Kiszenik v Country Lincoln-Mercury W., LLC
2008 NY Slip Op 01715 [48 AD3d 756]
February 26, 2008
Appellate Division, Second Department
Published by New York State Law Reporting Bureau pursuant to Judiciary Law § 431.
As corrected through Wednesday, April 16, 2008


Diane Kiszenik, Plaintiff,
v
Country Lincoln-Mercury West, LLC, et al., Defendants. Raskin & Kremins, LLP, Nonparty Appellant; Salenger Sack Schwartz & Kimmel, LLP, Nonparty Respondent.

[*1] Alexander J. Wulwick, New York, N.Y., for nonparty appellant.

Salenger Sack Schwartz & Kimmel, LLP, New York, N.Y. (Michael F. Schwartz of counsel), nonparty respondent pro se.

In an action to recover damages for personal injuries, Raskin & Kremins, LLP, the plaintiff's former attorney, appeals from an order of the Supreme Court, Suffolk County (Baisley, Jr., J.), dated March 20, 2007, which denied its motion for a hearing to fix the amount of its attorney's fee.

Ordered that the order is reversed, on the law and the facts, with costs, the motion is granted, and the matter is remitted to the Supreme Court, Suffolk County, for a hearing and determination consistent herewith.

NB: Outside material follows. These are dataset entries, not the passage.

//! Block ingestion loop.
//!
//! Walks the chain one block at a time, a configured finality distance
//! behind the oracle's head. The cursor only advances after a block is
//! fully interpreted; any failure leaves it in place so the same block is
//! retried on the next tick.

use std::{sync::Arc, time::Duration};

use anyhow::Context;
use tracing::{debug, warn};

use crate::{context::ServiceContext, interpret::process_mint_block};

/// Tick interval while the cursor is behind by two or more blocks.
const FAST_POLL: Duration = Duration::from_secs(1);

/// Runs one ingestion tick and returns the delay until the next one.
/// Failures are recorded as a diagnostic and retried at the slow rate.
pub async fn block_tick(ctx: &ServiceContext) -> Duration {
    match run_block_tick(ctx).await {
        Ok(delay) => delay,
        Err(err) => {
            warn!(err = %err, "block tick failed");
            let _ = ctx.storage.record_debug(&format!("{err:#}"));
            ctx.config.slow_poll()
        }
    }
}

async fn run_block_tick(ctx: &ServiceContext) -> anyhow::Result<Duration> {
    let keys = ctx
        .keys
        .ensure(ctx.signer.as_ref(), ctx.key_id(), ctx.config.network)
        .await
        .context("resolving service key")?;

    if ctx.storage.block_cursor()?.is_none() {
        ctx.storage.set_block_cursor(ctx.config.start_block)?;
    }
    let cursor = ctx
        .storage
        .block_cursor()?
        .unwrap_or(ctx.config.start_block);

    let head = ctx
        .oracle
        .current_height()
        .await
        .context("fetching chain head")?
        .saturating_sub(ctx.config.finality_distance);

    let diff = head.saturating_sub(cursor);
    // catch up quickly, then settle back to block pace
    let delay = if diff >= 2 { FAST_POLL } else { ctx.config.slow_poll() };
    debug!(cursor, head, diff, "block tick");

    for height in cursor + 1..=head {
        process_mint_block(ctx, &keys, height)
            .await
            .with_context(|| format!("interpreting block {height}"))?;
        ctx.storage.set_block_cursor(height)?;
    }

    Ok(delay)
}

/// Worker loop around [`block_tick`].
pub async fn run_block_worker(ctx: Arc<ServiceContext>) {
    loop {
        let delay = block_tick(&ctx).await;
        tokio::time::sleep(delay).await;
    }
}

#[cfg(test)]
mod tests {
    use tapbridge_btcio::OracleError;

    use super::*;
    use crate::testutil::{deposit_at, TestBridge};

    #[tokio::test]
    async fn advances_cursor_through_finalized_blocks() {
        let bridge = TestBridge::new().await;
        // head 106, finality 3 -> process 101..=103
        bridge.oracle.set_height(106);
        bridge
            .oracle
            .push_deposits(102, vec![deposit_at(&bridge, 102, 50_000, 1_000)]);

        let delay = block_tick(&bridge.ctx).await;
        assert_eq!(bridge.ctx.storage.block_cursor().unwrap(), Some(103));
        assert_eq!(bridge.ctx.storage.log_count().unwrap(), 1);
        // caught up after the walk, but the pre-walk diff selects fast polling
        assert_eq!(delay, FAST_POLL);
    }

    #[tokio::test]
    async fn caught_up_polls_slowly() {
        let bridge = TestBridge::new().await;
        bridge.oracle.set_height(104); // head 101, one block ahead

        let delay = block_tick(&bridge.ctx).await;
        assert_eq!(delay, bridge.ctx.config.slow_poll());
        assert_eq!(bridge.ctx.storage.block_cursor().unwrap(), Some(101));
    }

    #[tokio::test]
    async fn failed_block_holds_the_cursor() {
        let bridge = TestBridge::new().await;
        bridge.oracle.set_height(106);
        bridge
            .oracle
            .push_deposits(101, vec![deposit_at(&bridge, 101, 50_000, 1_000)]);
        bridge.oracle.fail_deposits(102, OracleError::Api("down".to_string()));

        block_tick(&bridge.ctx).await;

        // 101 landed, 102 did not; the cursor waits there
        assert_eq!(bridge.ctx.storage.block_cursor().unwrap(), Some(101));
        assert_eq!(bridge.ctx.storage.log_count().unwrap(), 1);
        assert!(bridge.ctx.storage.raw_get("debug").unwrap().is_some());

        // once the oracle recovers the same block is retried
        bridge.oracle.clear_failure(102);
        block_tick(&bridge.ctx).await;
        assert_eq!(bridge.ctx.storage.block_cursor().unwrap(), Some(103));
    }
}
//! Ethereum address derivation for the bridge key.

use alloy_primitives::{keccak256, Address};
use secp256k1::PublicKey;

/// Keccak-256 of the uncompressed public key (sans prefix byte), last
/// twenty bytes.
pub fn pubkey_to_eth_address(pubkey: &PublicKey) -> Address {
    let uncompressed = pubkey.serialize_uncompressed();
    let hash = keccak256(&uncompressed[1..]);
    Address::from_slice(&hash[12..])
}

#[cfg(test)]
mod tests {
    use std::str::FromStr;

    use secp256k1::{SecretKey, SECP256K1};

    use super::*;

    #[test]
    fn derives_known_address() {
        // secret key 0x01: the canonical test account
        let mut bytes = [0u8; 32];
        bytes[31] = 1;
        let pubkey = SecretKey::from_slice(&bytes).unwrap().public_key(SECP256K1);
        assert_eq!(
            pubkey_to_eth_address(&pubkey),
            Address::from_str("0x7e5f4552091a69125d5dfcb7b8c2659029395bdf").unwrap()
        );
    }
}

Following the settlement of the plaintiff's personal injury action against the defendants, the plaintiff's former attorney, the nonparty appellant, Raskin & Kremins, LLP (hereinafter the Raskin firm), made a motion for a hearing to fix the amount of an attorney's fee due to it. In support thereof, it set forth the legal services it allegedly performed on behalf of the plaintiff which included, inter alia, requesting copies of all medical records, obtaining the police report, procuring statements from three witnesses, and preparing, filing, and serving the initial summons and complaint. The plaintiff's current attorney, the nonparty respondent, Salenger Sack Schwartz & Kimmel, LLP, opposed the motion, claiming that the Raskin firm was not entitled to an attorney's fee. The [*2]Supreme Court denied the motion. We reverse.

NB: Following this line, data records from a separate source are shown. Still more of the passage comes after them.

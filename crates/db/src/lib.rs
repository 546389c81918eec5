//! Persistent store abstraction for the bridge.
//!
//! Everything the bridge remembers lives in one ordered text key→value map
//! with point lookups. The production backend is sled; an in-memory backend
//! backs tests in the crates layered above.

pub mod errors;
pub mod kv;
pub mod mem;
pub mod sled_kv;

pub use errors::{DbError, DbResult};
pub use kv::{KvStore, KvStoreExt};
pub use mem::MemKvStore;
pub use sled_kv::SledKvStore;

Under the circumstances of this case, the Supreme Court erred in denying the Raskin firm's motion. Instead, the Supreme Court should have held a hearing to determine the amount of an attorney's fee, if any, due to the Raskin firm (see Calabro v Board of Educ. of City of N.Y., 39 AD3d 680, 681 [2007]; Byrne v Leblond, 25 AD3d 640 [2006]). Accordingly, we remit the matter to the Supreme Court, Suffolk County, for a hearing and determination of the amount of an attorney's fee, if any, due to the appellant. Rivera, J.P., Miller, Dillon and Belen, JJ., concur.